I reach for the other kitchen chair so I can drop down into it. My knees are about to give way. Philly Shapiro? I press my lips together. I won’t yell at him, no recriminations. It has to be hard to admit this to his grown daughter, that he owes five figures to a notorious Mafia bag man. A guy who is not going to respond to excuses or sweet talk.
“How far behind are you on the payments?” I ask and my voice seems to float up out of nowhere. I feel like I’m having an out of body experience, floating above us near the kitchen ceiling, hovering as he lies the first two times, swearing it’s just one payment.
“We talked about this. You want my help. You don’t bullshit me,” I say as firmly as I can manage.
“Such a hard ass like your mom,” he says, not too fondly. “It was three payments I missed it, okay? I gave him fifty bucks on Monday. You’d think that’d hold him. It ain’t like I’m the only guy that owes him money. Give a guy a little wiggle room I always say. We’re only human.”
This long speech of excuses takes it out of him, and he slumps down in the chair even more. I don’t bother asking why he was home so early from his job at the factory. He took the day off to convince the Marino crime family to spare his knees and nads. The sorry sight before me got the message across loud and clear. They expected payment on time.

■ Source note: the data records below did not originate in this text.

//! Prometheus metrics exporter for the enrichment engine
//!
//! Maps per-partition pipeline metrics onto a Prometheus registry for an
//! external metrics/alerting collector. Gauges are set from snapshots on
//! each `update`, so the exporter never touches the hot path.
//!
//! ## Metrics exposed
//!
//! - `enrichstream_partition_events_total{partition="N"}`
//! - `enrichstream_partition_watermark_lag_ms{partition="N"}`
//! - `enrichstream_partition_active_sessions{partition="N"}`
//! - `enrichstream_partition_lookups_fresh{partition="N"}` (plus stale/missing)
//! - `enrichstream_partition_batch_fill_micros{partition="N"}`
//! - `enrichstream_partition_dispatch_retries{partition="N"}`
//! - `enrichstream_partition_dead_letters{partition="N"}`
//! - `enrichstream_records_dispatched_total`, `enrichstream_dead_letters_total`

use crate::enrichstream::metrics::PipelineMetrics;
use prometheus::{IntGauge, Opts, Registry};
use std::sync::Arc;

/// Prometheus exporter over per-partition pipeline metrics
pub struct EnginePrometheusExporter {
    registry: Registry,

    partition_events: Vec<IntGauge>,
    partition_watermark_lag: Vec<IntGauge>,
    partition_active_sessions: Vec<IntGauge>,
    partition_lookups_fresh: Vec<IntGauge>,
    partition_lookups_stale: Vec<IntGauge>,
    partition_lookups_missing: Vec<IntGauge>,
    partition_batch_fill_micros: Vec<IntGauge>,
    partition_dispatch_retries: Vec<IntGauge>,
    partition_dead_letters: Vec<IntGauge>,

    records_dispatched_total: IntGauge,
    dead_letters_total: IntGauge,
}

impl EnginePrometheusExporter {
    /// Create an exporter with per-partition gauge families registered.
    pub fn new(num_partitions: usize) -> Result<Self, prometheus::Error> {
        let registry = Registry::new();

        let mut partition_events = Vec::with_capacity(num_partitions);
        let mut partition_watermark_lag = Vec::with_capacity(num_partitions);
        let mut partition_active_sessions = Vec::with_capacity(num_partitions);
        let mut partition_lookups_fresh = Vec::with_capacity(num_partitions);
        let mut partition_lookups_stale = Vec::with_capacity(num_partitions);
        let mut partition_lookups_missing = Vec::with_capacity(num_partitions);
        let mut partition_batch_fill_micros = Vec::with_capacity(num_partitions);
        let mut partition_dispatch_retries = Vec::with_capacity(num_partitions);
        let mut partition_dead_letters = Vec::with_capacity(num_partitions);

        for partition in 0..num_partitions {
            let label = partition.to_string();
            let gauge = |name: &str, help: &str| -> Result<IntGauge, prometheus::Error> {
                let gauge = IntGauge::with_opts(
                    Opts::new(name, help).const_label("partition", label.clone()),
                )?;
                registry.register(Box::new(gauge.clone()))?;
                Ok(gauge)
            };

            partition_events.push(gauge(
                "enrichstream_partition_events_total",
                "Events ingested by the partition",
            )?);
            partition_watermark_lag.push(gauge(
                "enrichstream_partition_watermark_lag_ms",
                "Lag between newest event time and watermark",
            )?);
            partition_active_sessions.push(gauge(
                "enrichstream_partition_active_sessions",
                "Currently open sessions",
            )?);
            partition_lookups_fresh.push(gauge(
                "enrichstream_partition_lookups_fresh",
                "Lookups answered fresh by the store",
            )?);
            partition_lookups_stale.push(gauge(
                "enrichstream_partition_lookups_stale",
                "Lookups served from the stale fallback cache",
            )?);
            partition_lookups_missing.push(gauge(
                "enrichstream_partition_lookups_missing",
                "Lookups resolved as missing",
            )?);
            partition_batch_fill_micros.push(gauge(
                "enrichstream_partition_batch_fill_micros",
                "Average batch fill time versus the latency budget",
            )?);
            partition_dispatch_retries.push(gauge(
                "enrichstream_partition_dispatch_retries",
                "Batch dispatch retry count",
            )?);
            partition_dead_letters.push(gauge(
                "enrichstream_partition_dead_letters",
                "Dead-letter entries written by the partition",
            )?);
        }

        let records_dispatched_total = IntGauge::with_opts(Opts::new(
            "enrichstream_records_dispatched_total",
            "Records accepted by the inference boundary across all partitions",
        ))?;
        registry.register(Box::new(records_dispatched_total.clone()))?;

        let dead_letters_total = IntGauge::with_opts(Opts::new(
            "enrichstream_dead_letters_total",
            "Dead-letter entries across all partitions",
        ))?;
        registry.register(Box::new(dead_letters_total.clone()))?;

        Ok(Self {
            registry,
            partition_events,
            partition_watermark_lag,
            partition_active_sessions,
            partition_lookups_fresh,
            partition_lookups_stale,
            partition_lookups_missing,
            partition_batch_fill_micros,
            partition_dispatch_retries,
            partition_dead_letters,
            records_dispatched_total,
            dead_letters_total,
        })
    }

    /// Refresh all gauges from current metric snapshots.
    pub fn update(&self, metrics: &[Arc<PipelineMetrics>]) {
        let mut dispatched_total = 0i64;
        let mut dead_total = 0i64;

        for m in metrics {
            let s = m.snapshot();
            let p = s.partition_id;
            if p >= self.partition_events.len() {
                continue;
            }
            self.partition_events[p].set(s.events_ingested as i64);
            self.partition_watermark_lag[p].set(s.watermark_lag_ms);
            self.partition_active_sessions[p].set(s.active_sessions as i64);
            self.partition_lookups_fresh[p].set(s.lookups_fresh as i64);
            self.partition_lookups_stale[p].set(s.lookups_stale as i64);
            self.partition_lookups_missing[p].set(s.lookups_missing as i64);
            self.partition_batch_fill_micros[p].set(s.avg_batch_fill_micros as i64);
            self.partition_dispatch_retries[p].set(s.dispatch_retries as i64);
            self.partition_dead_letters[p].set(s.dead_letters as i64);

            dispatched_total += s.records_dispatched as i64;
            dead_total += s.dead_letters as i64;
        }

        self.records_dispatched_total.set(dispatched_total);
        self.dead_letters_total.set(dead_total);
    }

    /// Render the registry in Prometheus text exposition format.
    pub fn export(&self) -> String {
        use prometheus::Encoder;

        let encoder = prometheus::TextEncoder::new();
        let metric_families = self.registry.gather();
        let mut buffer = Vec::new();
        if encoder.encode(&metric_families, &mut buffer).is_err() {
            return String::new();
        }
        String::from_utf8(buffer).unwrap_or_default()
    }
}
//! Bounded exponential backoff shared by enrichment and dispatch
//!
//! Both external boundaries (lookup store, inference sink) retry transient
//! failures with the same policy shape: exponential delay growth capped at a
//! maximum, with optional jitter to avoid thundering-herd retries across
//! partitions.

use std::time::Duration;

/// Retry schedule with exponential backoff
#[derive(Debug, Clone)]
pub struct BackoffPolicy {
    /// Maximum number of attempts, including the first
    pub max_attempts: u32,
    /// Delay before the first retry
    pub initial_delay: Duration,
    /// Upper bound on any single delay
    pub max_delay: Duration,
    /// Randomize each delay by +/- 20% to decorrelate retries
    pub jitter: bool,
}

impl Default for BackoffPolicy {
    fn default() -> Self {
        Self {
            max_attempts: 3,
            initial_delay: Duration::from_millis(50),
            max_delay: Duration::from_secs(2),
            jitter: true,
        }
    }
}

impl BackoffPolicy {
    /// Whether another attempt is allowed after `attempts` tries so far.
    pub fn allows_retry(&self, attempts: u32) -> bool {
        attempts < self.max_attempts
    }

    /// Delay to wait before retry number `retry` (1-based).
    ///
    /// Doubles per retry, capped at `max_delay`, jittered if enabled.
    pub fn delay_for(&self, retry: u32) -> Duration {
        let exponent = retry.saturating_sub(1).min(16);
        let base_ms = self.initial_delay.as_millis() as u64;
        let delay = Duration::from_millis(base_ms.saturating_mul(1u64 << exponent));
        let capped = delay.min(self.max_delay);

        if self.jitter {
            add_jitter(capped)
        } else {
            capped
        }
    }
}

fn add_jitter(delay: Duration) -> Duration {
    use rand::Rng;
    let mut rng = rand::thread_rng();
    let jitter_factor: f64 = rng.gen_range(0.8..1.2);
    Duration::from_millis(((delay.as_millis() as f64) * jitter_factor) as u64)
}

#[cfg(test)]
mod tests {
    use super::*;

    fn policy() -> BackoffPolicy {
        BackoffPolicy {
            max_attempts: 4,
            initial_delay: Duration::from_millis(100),
            max_delay: Duration::from_millis(350),
            jitter: false,
        }
    }

    #[test]
    fn test_exponential_growth_with_cap() {
        let p = policy();
        assert_eq!(p.delay_for(1), Duration::from_millis(100));
        assert_eq!(p.delay_for(2), Duration::from_millis(200));
        // 400ms capped at 350ms
        assert_eq!(p.delay_for(3), Duration::from_millis(350));
        assert_eq!(p.delay_for(10), Duration::from_millis(350));
    }

    #[test]
    fn test_attempt_budget() {
        let p = policy();
        assert!(p.allows_retry(1));
        assert!(p.allows_retry(3));
        assert!(!p.allows_retry(4));
    }

    #[test]
    fn test_jitter_stays_within_band() {
        let p = BackoffPolicy {
            jitter: true,
            ..policy()
        };
        for _ in 0..100 {
            let d = p.delay_for(1).as_millis() as f64;
            assert!((80.0..120.0).contains(&d), "jittered delay {} out of band", d);
        }
    }
}
//! Demo server for the enrichment engine
//!
//! Reads JSON-lines events from a file or stdin, runs them through the full
//! partitioned pipeline against in-memory boundaries, and writes dispatched
//! batches as JSON lines to stdout. Intended for local experimentation and
//! smoke testing; production deployments wire real boundary implementations
//! into `EngineCoordinator` instead.

use clap::Parser;
use enrichstream::enrichstream::boundary::{CollectingInferenceSink, InMemoryLookupStore};
use enrichstream::enrichstream::engine::batcher::BatcherConfig;
use enrichstream::enrichstream::engine::dead_letter::DeadLetterQueue;
use enrichstream::enrichstream::engine::session::SessionConfig;
use enrichstream::enrichstream::engine::watermark::WatermarkConfig;
use enrichstream::enrichstream::server::prometheus_exporter::EnginePrometheusExporter;
use enrichstream::enrichstream::server::shutdown::shutdown_signal;
use enrichstream::{EngineConfig, EngineCoordinator, Event};
use log::{error, info, warn};
use std::sync::Arc;
use std::time::Duration;
use tokio::io::{AsyncBufReadExt, BufReader};

#[derive(Parser)]
#[command(name = "enrich-server")]
#[command(about = "Run the event-enrichment engine over a JSON-lines event stream")]
#[command(version = "0.1.0")]
struct Cli {
    /// Input path with one JSON event per line, or "-" for stdin
    #[arg(long, default_value = "-")]
    input: String,

    /// Number of partition runners
    #[arg(long)]
    partitions: Option<usize>,

    /// Maximum records per batch
    #[arg(long, default_value = "64")]
    max_batch_size: usize,

    /// Batch latency budget in milliseconds
    #[arg(long, default_value = "500")]
    latency_budget_ms: u64,

    /// Allowed event-time lateness in milliseconds
    #[arg(long, default_value = "60000")]
    allowed_lateness_ms: u64,

    /// Session inactivity timeout in milliseconds
    #[arg(long, default_value = "1800000")]
    session_timeout_ms: u64,

    /// Print Prometheus metrics text on exit
    #[arg(long)]
    metrics: bool,
}

#[tokio::main]
async fn main() -> Result<(), Box<dyn std::error::Error>> {
    env_logger::init();
    let cli = Cli::parse();

    let mut config = EngineConfig {
        watermark: WatermarkConfig {
            allowed_lateness: Duration::from_millis(cli.allowed_lateness_ms),
        },
        session: SessionConfig {
            session_timeout: Duration::from_millis(cli.session_timeout_ms),
            ..Default::default()
        },
        batcher: BatcherConfig {
            max_batch_size: cli.max_batch_size,
            latency_budget: Duration::from_millis(cli.latency_budget_ms),
        },
        ..Default::default()
    };
    if let Some(partitions) = cli.partitions {
        config.num_partitions = partitions;
    }
    let num_partitions = config.num_partitions;

    let lookup_store = Arc::new(InMemoryLookupStore::new());
    let sink = Arc::new(CollectingInferenceSink::new());
    let dead_letters = Arc::new(DeadLetterQueue::new());

    let engine = EngineCoordinator::start(
        config,
        lookup_store,
        sink.clone(),
        dead_letters.clone(),
    )?;
    let exporter = EnginePrometheusExporter::new(num_partitions)?;
    let metrics_handles = engine.metrics_handles();

    info!(
        "enrich-server started: {} partitions, input '{}'",
        num_partitions, cli.input
    );

    let feed = feed_events(&cli.input, &engine);
    tokio::select! {
        result = feed => {
            if let Err(e) = result {
                error!("Input stream failed: {}", e);
            }
        }
        signal = shutdown_signal() => {
            info!("Stopping on {}", signal);
        }
    }

    let summary = engine.shutdown().await?;
    info!("Final stats: {}", summary.format_summary());

    for batch in sink.accepted_batches().await {
        println!("{}", serde_json::to_string(&batch)?);
    }

    let dead = dead_letters.entries().await;
    if !dead.is_empty() {
        warn!("{} events dead-lettered; first: {}", dead.len(), dead[0].last_error);
    }

    if cli.metrics {
        exporter.update(&metrics_handles);
        eprintln!("{}", exporter.export());
    }

    Ok(())
}

/// Stream JSON-lines events from the input into the engine.
async fn feed_events(
    input: &str,
    engine: &EngineCoordinator,
) -> Result<(), Box<dyn std::error::Error>> {
    let mut parse_failures = 0u64;

    if input == "-" {
        let reader = BufReader::new(tokio::io::stdin());
        let mut lines = reader.lines();
        while let Some(line) = lines.next_line().await? {
            submit_line(engine, &line, &mut parse_failures).await?;
        }
    } else {
        let file = tokio::fs::File::open(input).await?;
        let reader = BufReader::new(file);
        let mut lines = reader.lines();
        while let Some(line) = lines.next_line().await? {
            submit_line(engine, &line, &mut parse_failures).await?;
        }
    }

    if parse_failures > 0 {
        warn!("{} input lines were not valid events", parse_failures);
    }
    Ok(())
}

async fn submit_line(
    engine: &EngineCoordinator,
    line: &str,
    parse_failures: &mut u64,
) -> Result<(), Box<dyn std::error::Error>> {
    let line = line.trim();
    if line.is_empty() {
        return Ok(());
    }
    match serde_json::from_str::<Event>(line) {
        Ok(event) => engine.submit(event).await?,
        Err(e) => {
            *parse_failures += 1;
            warn!("Skipping unparseable event line: {}", e);
        }
    }
    Ok(())
}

That pitiful amount I have in savings almost makes me howl with grief and frustration, but I reason that it will be better than nothing. I have something I can offer them at least until I work out a plan. I always work out a plan to pay back his debts, but the Mob doesn’t take you to court for nonpayment. They take you to church, or they bury you behind one.
So much for only missing one semester so I can work full-time and earn enough to cover my tuition and his debts. I can’t even think about it without wanting to wail.
This is the first time I look at my dad as a burden. He’s worn out my patience and most of my good will. I’m twenty-four years old still trying to finish a two-year degree because I quit to pay off his debts. Working two jobs, eking out two or three credits a semester when I can. Passing pharmacology is supposed to be a sign my luck is changing. It’s a hard course, and I was proud of myself for two seconds before the shit hit the fan again.
I’ll figure it out. It’s just so much worse this time. I need a plan.